(Data entries)

******************************

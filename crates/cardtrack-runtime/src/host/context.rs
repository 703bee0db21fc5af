use super::HostSdk;
use crate::error::ContextField;
use crate::{Error, Result};
use cardtrack_types::{BoardId, CardId};
use percent_encoding::percent_decode_str;
use reqwest::Url;
use serde::Deserialize;

/// The URL a frame was opened with.
#[derive(Debug, Clone, PartialEq, Eq)]
pub struct FrameLocation {
    url: Url,
}

#[derive(Debug, Default, Deserialize)]
struct FragmentPayload {
    #[serde(default)]
    context: Option<FragmentContext>,
}

#[derive(Debug, Default, Deserialize)]
struct FragmentContext {
    #[serde(default)]
    card: Option<String>,
    #[serde(default)]
    board: Option<String>,
}

impl FrameLocation {
    pub fn parse(raw: &str) -> Result<Self> {
        let url = Url::parse(raw)
            .map_err(|e| Error::Config(format!("invalid frame URL {}: {}", raw, e)))?;
        Ok(Self { url })
    }

    /// First non-empty value of any of `names`, in the order given
    pub fn query_param(&self, names: &[&str]) -> Option<String> {
        names.iter().find_map(|name| {
            self.url
                .query_pairs()
                .find(|(key, value)| &**key == *name && !value.is_empty())
                .map(|(_, value)| value.into_owned())
        })
    }

    /// The `{"context": {...}}` JSON some hosts put in the fragment.
    fn fragment_context(&self) -> Option<FragmentContext> {
        let fragment = self.url.fragment().filter(|f| !f.is_empty())?;
        let decoded = percent_decode_str(fragment).decode_utf8().ok()?;
        match serde_json::from_str::<FragmentPayload>(&decoded) {
            Ok(payload) => payload.context,
            Err(err) => {
                tracing::debug!(error = %err, "fragment is not a host context");
                None
            }
        }
    }
}

/// Resolve the card a frame belongs to: fragment context, then the host
/// SDK, then `cardId`/`card` query parameters.
pub fn resolve_card(location: Option<&FrameLocation>, sdk: Option<&dyn HostSdk>) -> Result<CardId> {
    let from_fragment = location
        .and_then(FrameLocation::fragment_context)
        .and_then(|context| context.card)
        .filter(|card| !card.is_empty());
    if let Some(card) = from_fragment {
        tracing::debug!(%card, "card from fragment context");
        return Ok(CardId::new(card));
    }

    if let Some(card) = sdk.and_then(|sdk| sdk.context().card) {
        tracing::debug!(%card, "card from host context");
        return Ok(card);
    }

    location
        .and_then(|location| location.query_param(&["cardId", "card"]))
        .map(CardId::new)
        .ok_or(Error::ContextMissing(ContextField::Card))
}

/// Resolve the board a frame belongs to, in the same order as
/// [`resolve_card`], with `boardId`/`board` query parameters.
pub fn resolve_board(
    location: Option<&FrameLocation>,
    sdk: Option<&dyn HostSdk>,
) -> Result<BoardId> {
    let from_fragment = location
        .and_then(FrameLocation::fragment_context)
        .and_then(|context| context.board)
        .filter(|board| !board.is_empty());
    if let Some(board) = from_fragment {
        return Ok(BoardId::new(board));
    }

    if let Some(board) = sdk.and_then(|sdk| sdk.context().board) {
        return Ok(board);
    }

    location
        .and_then(|location| location.query_param(&["boardId", "board"]))
        .map(BoardId::new)
        .ok_or(Error::ContextMissing(ContextField::Board))
}

#[cfg(test)]
mod tests {
    use super::*;
    use crate::host::{HostContext, StaticHost};

    fn host(card: &str) -> StaticHost {
        StaticHost::new(HostContext {
            card: Some(CardId::new(card)),
            board: Some(BoardId::new("b-sdk")),
            ..HostContext::default()
        })
    }

    #[test]
    fn test_fragment_wins_over_sdk_and_query() -> Result<()> {
        let location = FrameLocation::parse(
            "https://tracker.example.com/popup.html?cardId=c-query#%7B%22context%22%3A%7B%22card%22%3A%22c-hash%22%7D%7D",
        )?;
        let sdk: &dyn HostSdk = &host("c-sdk");

        let card = resolve_card(Some(&location), Some(sdk))?;
        assert_eq!(card, CardId::new("c-hash"));
        Ok(())
    }

    #[test]
    fn test_sdk_before_query() -> Result<()> {
        let location =
            FrameLocation::parse("https://x.test/popup.html?cardId=c-query&board=b-query")?;
        let sdk: &dyn HostSdk = &host("c-sdk");

        assert_eq!(resolve_card(Some(&location), Some(sdk))?, CardId::new("c-sdk"));
        assert_eq!(resolve_board(Some(&location), Some(sdk))?, BoardId::new("b-sdk"));
        assert_eq!(resolve_board(Some(&location), None)?, BoardId::new("b-query"));
        Ok(())
    }

    #[test]
    fn test_query_param_order_and_empty_values() -> Result<()> {
        let location = FrameLocation::parse("https://x.test/popup.html?cardId=&card=c2")?;
        assert_eq!(resolve_card(Some(&location), None)?, CardId::new("c2"));

        let location = FrameLocation::parse("https://x.test/popup.html?card=c2&cardId=c1")?;
        assert_eq!(resolve_card(Some(&location), None)?, CardId::new("c1"));
        Ok(())
    }

    #[test]
    fn test_unparseable_fragment_falls_through() -> Result<()> {
        let location = FrameLocation::parse("https://x.test/popup.html?card=c2#not-json")?;
        assert_eq!(resolve_card(Some(&location), None)?, CardId::new("c2"));
        Ok(())
    }

    #[test]
    fn test_missing_context() -> Result<()> {
        let location = FrameLocation::parse("https://x.test/popup.html")?;

        let err = resolve_card(Some(&location), None).unwrap_err();
        assert!(matches!(err, Error::ContextMissing(ContextField::Card)));
        assert_eq!(
            err.to_string(),
            "No card selected. Please open this popup from a card button."
        );
        assert!(matches!(
            resolve_board(None, None),
            Err(Error::ContextMissing(ContextField::Board))
        ));
        Ok(())
    }
}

******************************

**Task instructions:**
The expected answer is a copy of each line above containing "FragmentContext".

**Task result:**
    context: Option<FragmentContext>,
struct FragmentContext {
    fn fragment_context(&self) -> Option<FragmentContext> {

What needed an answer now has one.